***** GIVEN RECORDS *****
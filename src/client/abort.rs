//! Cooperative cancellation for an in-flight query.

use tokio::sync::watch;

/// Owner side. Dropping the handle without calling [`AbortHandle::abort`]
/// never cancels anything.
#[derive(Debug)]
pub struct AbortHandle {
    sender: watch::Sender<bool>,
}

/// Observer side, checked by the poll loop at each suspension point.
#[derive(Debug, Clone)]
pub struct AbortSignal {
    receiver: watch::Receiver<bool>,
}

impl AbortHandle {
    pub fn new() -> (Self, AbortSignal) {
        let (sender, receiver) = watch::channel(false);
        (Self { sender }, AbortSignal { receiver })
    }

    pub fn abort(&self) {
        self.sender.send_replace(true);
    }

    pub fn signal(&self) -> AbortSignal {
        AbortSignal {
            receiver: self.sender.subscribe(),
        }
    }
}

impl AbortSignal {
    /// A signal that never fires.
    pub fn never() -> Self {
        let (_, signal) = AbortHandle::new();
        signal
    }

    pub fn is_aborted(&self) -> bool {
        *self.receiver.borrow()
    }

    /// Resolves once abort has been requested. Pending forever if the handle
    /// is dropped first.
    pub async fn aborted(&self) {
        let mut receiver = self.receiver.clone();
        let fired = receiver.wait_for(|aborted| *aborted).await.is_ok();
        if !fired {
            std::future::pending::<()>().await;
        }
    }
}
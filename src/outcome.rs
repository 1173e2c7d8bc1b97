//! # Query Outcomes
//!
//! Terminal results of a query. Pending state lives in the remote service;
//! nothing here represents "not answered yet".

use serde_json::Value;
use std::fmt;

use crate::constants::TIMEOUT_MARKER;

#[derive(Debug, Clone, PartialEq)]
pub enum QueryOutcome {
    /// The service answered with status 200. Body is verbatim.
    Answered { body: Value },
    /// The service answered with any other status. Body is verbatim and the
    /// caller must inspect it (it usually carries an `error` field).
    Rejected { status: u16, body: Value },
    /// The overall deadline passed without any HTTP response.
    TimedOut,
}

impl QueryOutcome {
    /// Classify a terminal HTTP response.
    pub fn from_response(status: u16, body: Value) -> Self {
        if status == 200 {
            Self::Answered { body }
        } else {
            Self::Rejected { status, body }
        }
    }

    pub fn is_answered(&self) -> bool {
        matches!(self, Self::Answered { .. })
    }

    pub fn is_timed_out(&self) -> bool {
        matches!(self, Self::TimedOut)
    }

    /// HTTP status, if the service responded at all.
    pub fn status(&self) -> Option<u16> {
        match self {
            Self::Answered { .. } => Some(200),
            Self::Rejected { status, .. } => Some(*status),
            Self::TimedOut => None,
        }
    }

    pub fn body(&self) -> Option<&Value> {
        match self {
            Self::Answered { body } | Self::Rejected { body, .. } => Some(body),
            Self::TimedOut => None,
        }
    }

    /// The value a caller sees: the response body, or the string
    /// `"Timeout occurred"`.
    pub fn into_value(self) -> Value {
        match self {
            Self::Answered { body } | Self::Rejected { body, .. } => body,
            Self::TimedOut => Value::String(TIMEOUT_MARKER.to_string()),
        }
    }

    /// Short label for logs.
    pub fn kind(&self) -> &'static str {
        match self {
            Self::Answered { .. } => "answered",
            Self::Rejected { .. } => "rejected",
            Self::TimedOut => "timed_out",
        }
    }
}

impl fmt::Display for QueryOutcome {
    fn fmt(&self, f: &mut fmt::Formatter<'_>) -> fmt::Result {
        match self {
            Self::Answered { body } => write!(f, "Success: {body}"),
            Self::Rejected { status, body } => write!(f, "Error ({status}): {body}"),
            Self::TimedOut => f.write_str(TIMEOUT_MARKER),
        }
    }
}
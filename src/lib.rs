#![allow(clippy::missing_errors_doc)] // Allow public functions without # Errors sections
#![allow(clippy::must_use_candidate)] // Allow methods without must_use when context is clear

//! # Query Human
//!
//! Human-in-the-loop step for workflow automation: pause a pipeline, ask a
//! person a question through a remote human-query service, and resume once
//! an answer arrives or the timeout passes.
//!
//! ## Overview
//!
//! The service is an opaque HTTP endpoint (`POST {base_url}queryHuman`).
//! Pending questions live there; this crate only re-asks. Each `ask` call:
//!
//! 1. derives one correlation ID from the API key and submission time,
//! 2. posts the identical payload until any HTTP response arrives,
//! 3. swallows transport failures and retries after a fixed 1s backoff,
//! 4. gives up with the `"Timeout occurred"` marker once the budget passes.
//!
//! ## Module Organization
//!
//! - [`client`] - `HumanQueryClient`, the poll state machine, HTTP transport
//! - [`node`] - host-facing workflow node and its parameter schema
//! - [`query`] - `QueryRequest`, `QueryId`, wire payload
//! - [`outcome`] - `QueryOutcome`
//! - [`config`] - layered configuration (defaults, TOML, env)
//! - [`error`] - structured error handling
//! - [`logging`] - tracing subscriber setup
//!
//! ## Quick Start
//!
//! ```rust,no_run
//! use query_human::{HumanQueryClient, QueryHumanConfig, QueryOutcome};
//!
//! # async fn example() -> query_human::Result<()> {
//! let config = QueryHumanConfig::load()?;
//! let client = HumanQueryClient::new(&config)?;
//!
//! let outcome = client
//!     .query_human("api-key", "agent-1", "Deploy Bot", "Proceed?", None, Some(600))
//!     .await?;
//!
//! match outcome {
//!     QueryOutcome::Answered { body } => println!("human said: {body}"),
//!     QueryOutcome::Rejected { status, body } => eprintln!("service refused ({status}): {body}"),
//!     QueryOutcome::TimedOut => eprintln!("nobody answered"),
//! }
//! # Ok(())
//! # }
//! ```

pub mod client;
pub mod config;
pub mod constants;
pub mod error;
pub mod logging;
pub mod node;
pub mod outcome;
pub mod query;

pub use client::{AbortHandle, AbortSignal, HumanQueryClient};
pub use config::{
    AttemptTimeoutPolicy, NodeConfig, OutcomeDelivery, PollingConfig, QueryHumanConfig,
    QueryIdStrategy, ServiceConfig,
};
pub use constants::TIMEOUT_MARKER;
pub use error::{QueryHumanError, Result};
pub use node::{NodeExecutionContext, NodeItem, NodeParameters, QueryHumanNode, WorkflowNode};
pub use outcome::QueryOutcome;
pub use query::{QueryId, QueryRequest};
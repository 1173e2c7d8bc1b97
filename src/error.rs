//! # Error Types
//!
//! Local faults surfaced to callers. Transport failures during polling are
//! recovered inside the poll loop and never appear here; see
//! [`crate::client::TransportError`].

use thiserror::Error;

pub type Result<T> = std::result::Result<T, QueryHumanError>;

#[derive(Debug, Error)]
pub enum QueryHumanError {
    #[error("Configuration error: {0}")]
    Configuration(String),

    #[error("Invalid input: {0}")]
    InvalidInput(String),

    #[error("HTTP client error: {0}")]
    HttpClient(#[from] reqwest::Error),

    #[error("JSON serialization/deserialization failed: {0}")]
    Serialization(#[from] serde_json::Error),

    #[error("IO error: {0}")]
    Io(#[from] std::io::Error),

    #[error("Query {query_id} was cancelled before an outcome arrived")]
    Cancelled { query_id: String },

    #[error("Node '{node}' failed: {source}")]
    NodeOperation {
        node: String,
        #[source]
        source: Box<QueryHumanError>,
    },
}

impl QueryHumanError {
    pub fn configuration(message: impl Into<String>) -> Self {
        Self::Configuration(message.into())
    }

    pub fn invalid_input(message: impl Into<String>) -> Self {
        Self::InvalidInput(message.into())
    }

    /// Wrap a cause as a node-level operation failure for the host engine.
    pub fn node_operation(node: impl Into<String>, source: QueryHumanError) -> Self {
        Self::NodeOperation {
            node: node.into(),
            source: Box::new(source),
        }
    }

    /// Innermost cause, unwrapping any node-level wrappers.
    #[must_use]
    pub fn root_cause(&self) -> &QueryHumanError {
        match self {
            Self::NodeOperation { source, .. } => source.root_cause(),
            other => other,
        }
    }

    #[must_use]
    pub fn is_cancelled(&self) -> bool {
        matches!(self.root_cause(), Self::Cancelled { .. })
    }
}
*****
» TASK DIRECTIONS:
Go through the data above and find the lines with the word "arrives". Copy each of those lines.

» SOLUTION TO THE EXERCISE:
//! an answer arrives or the timeout passes.
//! 2. posts the identical payload until any HTTP response arrives,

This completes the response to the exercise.